得到衛國公主允諾回到席位的余辛夷,立刻被儀元公主拉住了手,儀元公主笑道:「我就知道你是個好的,我絕沒有看錯人。你怎麼可能是鎏國的奸細呢,分明是那舞陽自己行為不檢點,做出那種腌臢的事,竟然去勾引國舅,呸!說出來都髒了自己的嘴,這下我端看母后如何懲治她!」
余辛夷露出感激的微笑,微微側過頭,正對上赫連嘯秘而不宣的狂肆表情,以及不遠處扶蘇眼裡越來越深的複雜。
她卻不知道,不遠處曲折迴廊陰暗的一角里,一道男子的身影靜靜的藏在那裡觀察著她,俊美的眼睛微微上勾,露出與那相容極不相稱陰鷙目光,冷冷的,帶著深深的邪氣,彷彿蛞蝓般粘稠,讓人毛骨悚然。
似乎隱隱察覺到那束過於灼熱的目光,余辛夷下意識回過頭,卻發現什麼都沒有。剛才站著人的迴廊角落裡空蕩蕩的,什麼都沒有,只有一股冒著寒氣的秋風,過早的衝進了旬國極其難得而珍貴的夏,然後時節變換,三千冰雪拉開序幕。
裝飾繁複的馬車裡,舞陽公主陰冷的聲音從裡面傳出來,聲音平平不帶半點感情,卻讓人感覺到裡面隱藏的冰凍:「讓丑奴進來。

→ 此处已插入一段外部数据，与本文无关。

use greenbean_client::ClientError;

pub fn render_error(error: &ClientError) -> String {
    let mut lines = vec![
        "Something went wrong.".to_string(),
        String::new(),
        format!("  Error:    {}", error.code),
        format!("  Details:  {}", error.message),
        String::new(),
        "What to do next:".to_string(),
    ];

    if error.recovery_steps.is_empty() {
        lines.push("  1. Retry the command.".to_string());
    } else {
        for (index, step) in error.recovery_steps.iter().enumerate() {
            lines.push(format!("  {}. {step}", index + 1));
        }
    }

    lines.join("\n")
}
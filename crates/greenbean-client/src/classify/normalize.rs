/// Canonical form used on both sides of an allow-list comparison: trimmed,
/// internal whitespace collapsed to single spaces, ASCII uppercase.
pub fn normalize_product_name(value: &str) -> String {
    value
        .split_whitespace()
        .collect::<Vec<&str>>()
        .join(" ")
        .to_ascii_uppercase()
}

/// `None` for negative or non-finite prices, and for prices whose cents do
/// not fit in an `i64`.
pub(crate) fn price_to_cents(price: f64) -> Option<i64> {
    if !price.is_finite() || price < 0.0 {
        return None;
    }
    let cents = (price * 100.0).round();
    if cents >= i64::MAX as f64 {
        return None;
    }
    Some(cents as i64)
}

pub(crate) fn cents_to_price(cents: i64) -> f64 {
    cents as f64 / 100.0
}
use serde::Serialize;

use crate::classify::ValidatedPurchase;
use crate::rewards::{RewardsState, next_badge};

#[derive(Debug, Clone, Serialize)]
pub struct NextBadge {
    pub label: String,
    pub min_points: i64,
    pub points_to_go: i64,
}

#[derive(Debug, Clone, Serialize)]
pub struct RewardsView {
    pub total_points: i64,
    pub current_badge: Option<String>,
    pub has_received_first_purchase_bonus: bool,
    pub bonuses_granted: Vec<String>,
    pub medicines_logged: usize,
    pub next_badge: Option<NextBadge>,
}

impl From<&RewardsState> for RewardsView {
    fn from(state: &RewardsState) -> Self {
        Self {
            total_points: state.total_points,
            current_badge: state.current_badge.clone(),
            has_received_first_purchase_bonus: state.has_received_first_purchase_bonus(),
            bonuses_granted: state
                .bonuses_granted
                .iter()
                .map(|kind| kind.as_str().to_string())
                .collect(),
            medicines_logged: state.logged_medicines.len(),
            next_badge: next_badge(state.total_points).map(|threshold| NextBadge {
                label: threshold.label.to_string(),
                min_points: threshold.min_points,
                points_to_go: threshold.min_points - state.total_points,
            }),
        }
    }
}

#[derive(Debug, Clone, Serialize)]
pub struct ScanData {
    pub scan_id: String,
    pub image_path: String,
    pub dry_run: bool,
    pub message: String,
    pub items: Vec<ValidatedPurchase>,
    pub sustainable_subtotal: f64,
    pub dropped_items: usize,
    pub points_awarded: i64,
    #[serde(skip_serializing_if = "Option::is_none")]
    pub rewards: Option<RewardsView>,
}

#[derive(Debug, Clone, Serialize)]
pub struct ClassifyData {
    pub path: String,
    pub allow_list_source: String,
    pub items: Vec<ValidatedPurchase>,
    pub sustainable_subtotal: f64,
    pub dropped_items: usize,
}

#[derive(Debug, Clone, Serialize)]
pub struct RewardsShowData {
    pub rewards: RewardsView,
}

#[derive(Debug, Clone, Serialize)]
pub struct RewardsEarnData {
    pub spent: f64,
    pub event: Option<String>,
    pub points_awarded: i64,
    pub rewards: RewardsView,
}

#[derive(Debug, Clone, Serialize)]
pub struct RewardsResetData {
    pub message: String,
    pub rewards: RewardsView,
}

#[derive(Debug, Clone, Serialize)]
pub struct ActivityData {
    pub activity: String,
    #[serde(skip_serializing_if = "Option::is_none")]
    pub subject: Option<String>,
    pub points_awarded: i64,
    pub message: String,
    pub rewards: RewardsView,
}

#[derive(Debug, Clone, Serialize)]
pub struct AllowListEntry {
    pub name: String,
    pub counts: bool,
}

#[derive(Debug, Clone, Serialize)]
pub struct AllowListData {
    pub source: String,
    pub total: usize,
    pub entries: Vec<AllowListEntry>,
}

#[cfg(test)]
mod tests {
    use super::RewardsView;
    use crate::rewards::{BonusKind, RewardsState};

    #[test]
    fn view_reports_next_badge_distance() {
        let mut state = RewardsState {
            total_points: 110,
            current_badge: Some("Planet Caretaker".to_string()),
            ..RewardsState::default()
        };
        state.bonuses_granted.insert(BonusKind::FirstPurchase);

        let view = RewardsView::from(&state);
        assert!(view.has_received_first_purchase_bonus);
        assert_eq!(view.bonuses_granted, vec!["first_purchase".to_string()]);
        let next = view.next_badge;
        assert!(next.is_some());
        if let Some(next) = next {
            assert_eq!(next.label, "Ecological Hero");
            assert_eq!(next.points_to_go, 390);
        }
    }
}
use std::path::{Path, PathBuf};
use std::time::Duration;

use crate::state::{allow_list_path, resolve_home};
use crate::{ClientError, ClientResult};

pub const EXTRACTION_URL_ENV_VAR: &str = "GREENBEAN_EXTRACTION_URL";
pub const EXTRACTION_HEADERS_ENV_VAR: &str = "GREENBEAN_EXTRACTION_HEADERS";
pub const EXTRACTION_TIMEOUT_ENV_VAR: &str = "GREENBEAN_EXTRACTION_TIMEOUT_MS";
pub const ALLOW_LIST_ENV_VAR: &str = "GREENBEAN_ALLOW_LIST";

pub const DEFAULT_EXTRACTION_TIMEOUT_MS: u64 = 30_000;
pub const DEFAULT_RECEIPT_FILE_NAME: &str = "receipt.jpg";

/// Everything the scan pipeline needs to know about its surroundings.
#[derive(Debug, Clone)]
pub struct AppConfig {
    pub home: PathBuf,
    pub extraction: ExtractionConfig,
    pub allow_list: AllowListSource,
}

/// Settings for the outbound document extraction call.
#[derive(Debug, Clone, PartialEq, Eq)]
pub struct ExtractionConfig {
    pub endpoint: Option<String>,
    pub headers: Vec<(String, String)>,
    pub timeout_ms: u64,
    pub file_name: String,
}

impl ExtractionConfig {
    pub fn timeout(&self) -> Duration {
        Duration::from_millis(self.timeout_ms)
    }
}

/// Where the sustainable-product allow-list comes from.
#[derive(Debug, Clone, PartialEq, Eq)]
pub enum AllowListSource {
    Bundled,
    File(PathBuf),
}

impl AllowListSource {
    pub fn describe(&self) -> String {
        match self {
            Self::Bundled => "bundled".to_string(),
            Self::File(path) => path.display().to_string(),
        }
    }
}

impl AppConfig {
    /// Loads `.env` when present, then reads process environment variables.
    pub fn load(home_override: Option<&Path>) -> ClientResult<Self> {
        dotenvy::dotenv().ok();
        let home = resolve_home(home_override)?;
        Self::from_lookup(home, |key| std::env::var(key).ok())
    }

    pub fn from_lookup<F>(home: PathBuf, lookup: F) -> ClientResult<Self>
    where
        F: Fn(&str) -> Option<String>,
    {
        let endpoint = lookup(EXTRACTION_URL_ENV_VAR)
            .map(|value| value.trim().to_string())
            .filter(|value| !value.is_empty());
        if let Some(url) = &endpoint
            && !(url.starts_with("http://") || url.starts_with("https://"))
        {
            return Err(ClientError::invalid_config(
                EXTRACTION_URL_ENV_VAR,
                "endpoint must start with http:// or https://",
            ));
        }

        let headers = match lookup(EXTRACTION_HEADERS_ENV_VAR) {
            Some(raw) => parse_header_list(&raw)?,
            None => Vec::new(),
        };

        let timeout_ms = match lookup(EXTRACTION_TIMEOUT_ENV_VAR) {
            Some(raw) => parse_timeout_ms(&raw)
                .map_err(|detail| ClientError::invalid_config(EXTRACTION_TIMEOUT_ENV_VAR, &detail))?,
            None => DEFAULT_EXTRACTION_TIMEOUT_MS,
        };

        let allow_list = match lookup(ALLOW_LIST_ENV_VAR).filter(|value| !value.trim().is_empty())
        {
            Some(path) => AllowListSource::File(PathBuf::from(path.trim())),
            None => {
                let home_file = allow_list_path(&home);
                if home_file.is_file() {
                    AllowListSource::File(home_file)
                } else {
                    AllowListSource::Bundled
                }
            }
        };

        Ok(Self {
            home,
            extraction: ExtractionConfig {
                endpoint,
                headers,
                timeout_ms,
                file_name: DEFAULT_RECEIPT_FILE_NAME.to_string(),
            },
            allow_list,
        })
    }
}

pub fn parse_timeout_ms(raw: &str) -> Result<u64, String> {
    let value = raw
        .trim()
        .parse::<u64>()
        .map_err(|_| "timeout must be a whole number of milliseconds".to_string())?;
    if value == 0 {
        return Err("timeout must be greater than zero".to_string());
    }
    Ok(value)
}

/// Parses `Name: value;Other-Name: value` into header pairs.
fn parse_header_list(raw: &str) -> ClientResult<Vec<(String, String)>> {
    let mut headers = Vec::new();
    for entry in raw.split(';') {
        let trimmed = entry.trim();
        if trimmed.is_empty() {
            continue;
        }
        let Some((name, value)) = trimmed.split_once(':') else {
            return Err(ClientError::invalid_config(
                EXTRACTION_HEADERS_ENV_VAR,
                &format!("entry `{trimmed}` must look like `Name: value`"),
            ));
        };
        let name = name.trim();
        if name.is_empty() {
            return Err(ClientError::invalid_config(
                EXTRACTION_HEADERS_ENV_VAR,
                "header names must not be empty",
            ));
        }
        headers.push((name.to_string(), value.trim().to_string()));
    }
    Ok(headers)
}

」
馬車外丑奴愣了一下,然後繼續沉默的按照吩咐進了馬車,無聲無息的坐在距離舞陽公主兩尺的距離處。舞陽冷笑的端詳著丑奴的臉,半晌後才徐徐道:「你這張臉,還真是醜啊,真醜,醜得讓我看不下去。」
丑奴半垂著頭,臉上沒有任何表情,像個沒有感情的蠟人。